Der Handschlag von Torgau an der Elbe war schnell vergessen, und die gerade noch verbündete Sowjetunion wurde zum Reich des Bösen erklärt – der sich anbahnende Kalte Krieg warf die ersten Schatten voraus. (5)

Dass die Sowjetunion die Masse ihrer 12 Millionen Soldaten weiter unter Waffen hielt, während die USA das Gros ihrer 11,5 Millionen Soldaten nach dem Zweiten Weltkrieg sofort in die Heimat zurückschickten, war für die US-Falken ein willkommener Anlass, ihr böse Absichten zu unterstellen. Allerdings war in den USA die Industrie nicht zerstört, vielmehr boomte sie auf hohem Niveau, und man brauchte die Arbeitskräfte. Ganz anders in der Sowjetunion: Dort hatte der Krieg große Landstriche verheert und die Industrie bis zum Ural schwer in Mitleidenschaft gezogen. Daher fehlten flächendeckend Unterbringungsmöglichkeiten und Arbeitsplätze, sowohl für die Soldaten als auch für die Bevölkerung.

Marshall, der Präsident Delano Roosevelt während des zweiten Weltkriegs in demutsvoller Ergebenheit gedient hatte, handelte nicht eigenständig und schon gar nicht als Altruist. Er war zeitlebens Soldat, der nur eine Aufgabe sah: Amerika zu dienen.

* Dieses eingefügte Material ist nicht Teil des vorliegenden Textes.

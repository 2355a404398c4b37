// SPDX-License-Identifier: PMPL-1.0-or-later
// Copyright (c) 2026 Jonathan D.A. Jewell (hyperpolymath) <jonathan.jewell@open.ac.uk>
//
// Workspace — the ordered working page list plus the source documents its
// pages reference.

pub mod cache;
pub mod credentials;
pub mod history;
pub mod model;

use std::collections::HashSet;

use quire_core::error::{QuireError, Result};
use quire_core::types::{DocumentId, PageId, RotateDirection, Rotation, TextSource};
use tracing::debug;

pub use cache::{HighlightCache, HighlightKey};
pub use credentials::{
    ChannelCredentials, CredentialRequest, CredentialResponder, CredentialSource, FixedCredentials,
    NoCredentials,
};
pub use history::History;
pub use model::{DocumentArena, PageInstance, SourceDocument};

/// The working set.
///
/// Every page resolves to a live document and every document is referenced
/// by at least one page. Cloning takes a snapshot: the collections are
/// copied, document bytes are shared.
#[derive(Debug, Clone, Default)]
pub struct Workspace {
    documents: DocumentArena,
    pages: Vec<PageInstance>,
}

impl Workspace {
    pub fn new() -> Self {
        Self::default()
    }

    pub fn is_empty(&self) -> bool {
        self.pages.is_empty() && self.documents.is_empty()
    }

    pub fn documents(&self) -> &DocumentArena {
        &self.documents
    }

    pub fn pages(&self) -> &[PageInstance] {
        &self.pages
    }

    pub fn document(&self, id: DocumentId) -> Result<&SourceDocument> {
        self.documents.get(id)
    }

    pub fn position(&self, page_id: PageId) -> Result<usize> {
        self.pages
            .iter()
            .position(|page| page.id == page_id)
            .ok_or_else(|| QuireError::Workspace(format!("unknown page {}", page_id)))
    }

    pub fn page(&self, page_id: PageId) -> Result<&PageInstance> {
        Ok(&self.pages[self.position(page_id)?])
    }

    pub(crate) fn page_mut(&mut self, page_id: PageId) -> Result<&mut PageInstance> {
        let index = self.position(page_id)?;
        Ok(&mut self.pages[index])
    }

    /// Pages of one document, for fixing up freshly added instances.
    pub(crate) fn pages_of_mut(
        &mut self,
        document_id: DocumentId,
    ) -> impl Iterator<Item = &mut PageInstance> {
        self.pages
            .iter_mut()
            .filter(move |page| page.document_id == document_id)
    }

    // -- Mutation -------------------------------------------------------------

    /// Add a document and append one page per source page.
    ///
    /// `texts` supplies each page's text source in page order; missing
    /// entries become `TextSource::None`.
    pub fn add_document(&mut self, document: SourceDocument, texts: Vec<TextSource>) -> DocumentId {
        let page_count = document.page_count;
        let id = self.documents.insert(document);
        let mut texts = texts.into_iter();
        self.pages.extend(
            (0..page_count)
                .map(|index| PageInstance::new(id, index, texts.next().unwrap_or_default())),
        );
        debug!(%id, page_count, "Document added to workspace");
        id
    }

    /// Move the page at `from` so it ends up at `to`.
    pub fn move_page(&mut self, from: usize, to: usize) -> Result<()> {
        let len = self.pages.len();
        if from >= len || to >= len {
            return Err(QuireError::Workspace(format!(
                "cannot move page {} to {} in a {}-page workspace",
                from, to, len
            )));
        }
        let page = self.pages.remove(from);
        self.pages.insert(to, page);
        Ok(())
    }

    /// Put the pages in exactly the order given. `order` must be a
    /// permutation of the current page ids.
    pub fn reorder(&mut self, order: &[PageId]) -> Result<()> {
        if order.len() != self.pages.len() {
            return Err(QuireError::Workspace(format!(
                "new order lists {} pages, workspace has {}",
                order.len(),
                self.pages.len()
            )));
        }
        let mut seen = HashSet::with_capacity(order.len());
        for id in order {
            if !seen.insert(*id) || !self.pages.iter().any(|page| page.id == *id) {
                return Err(QuireError::Workspace(format!(
                    "page {} is not in the workspace, or listed twice",
                    id
                )));
            }
        }
        let mut remaining = std::mem::take(&mut self.pages);
        for id in order {
            if let Some(index) = remaining.iter().position(|page| page.id == *id) {
                self.pages.push(remaining.swap_remove(index));
            }
        }
        Ok(())
    }

    /// Turn a page a quarter turn, returning its new rotation.
    pub fn rotate(&mut self, page_id: PageId, direction: RotateDirection) -> Result<Rotation> {
        let page = self.page_mut(page_id)?;
        page.rotation = page.rotation.turn(direction);
        Ok(page.rotation)
    }

    /// Remove a page, dropping its document if nothing else references it.
    pub fn remove_page(&mut self, page_id: PageId) -> Result<PageInstance> {
        let index = self.position(page_id)?;
        let page = self.pages.remove(index);
        self.prune_orphans();
        Ok(page)
    }

    /// Drop documents no page references. Returns how many were dropped.
    pub fn prune_orphans(&mut self) -> usize {
        let orphans: Vec<DocumentId> = self
            .documents
            .ids()
            .into_iter()
            .filter(|id| !self.pages.iter().any(|page| page.document_id == *id))
            .collect();
        for id in &orphans {
            if let Some(document) = self.documents.remove(*id) {
                debug!(%id, name = %document.display_name, "Orphaned document pruned");
            }
        }
        orphans.len()
    }

    /// Remove every page and document. Freed slots keep their generations,
    /// so handles from before the clear stay stale.
    pub fn clear(&mut self) {
        self.pages.clear();
        for id in self.documents.ids() {
            self.documents.remove(id);
        }
    }

    /// Verify page/document referential integrity.
    pub fn check_invariants(&self) -> Result<()> {
        for page in &self.pages {
            let document = self.documents.get(page.document_id)?;
            if page.source_page_index >= document.page_count {
                return Err(QuireError::Workspace(format!(
                    "page {} points past the end of {}",
                    page.id, document.display_name
                )));
            }
        }
        for id in self.documents.ids() {
            if !self.pages.iter().any(|page| page.document_id == id) {
                return Err(QuireError::Workspace(format!("document {} is unreferenced", id)));
            }
        }
        Ok(())
    }
}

So steht Marshalls Rede in direktem Zusammenhang mit der Erklärung von Präsident Harry S. Truman, der am 12. März 1947 vor beiden Häusern des Kongresses verkündet hatte: „Wir können keine Veränderungen des Status quo erlauben, die durch Zwangsmethoden oder Tricks wie die politische Infiltration unter Verletzung der Charta der Vereinten Nationen erfolgen. Wenn sie freien und unabhängigen Nationen helfen, ihre Freiheit zu bewahren, verwirklichen die Vereinigten Staaten die Prinzipien der Vereinten Nationen. Die freien Völker der Welt rechnen auf unsere Unterstützung in ihrem Kampf um die Freiheit. Wenn wir in unserer Führungsrolle zaudern, gefährden wir den Frieden in der Welt und wir schaden mit Sicherheit der Wohlfahrt unserer eigenen Nation.“ (6)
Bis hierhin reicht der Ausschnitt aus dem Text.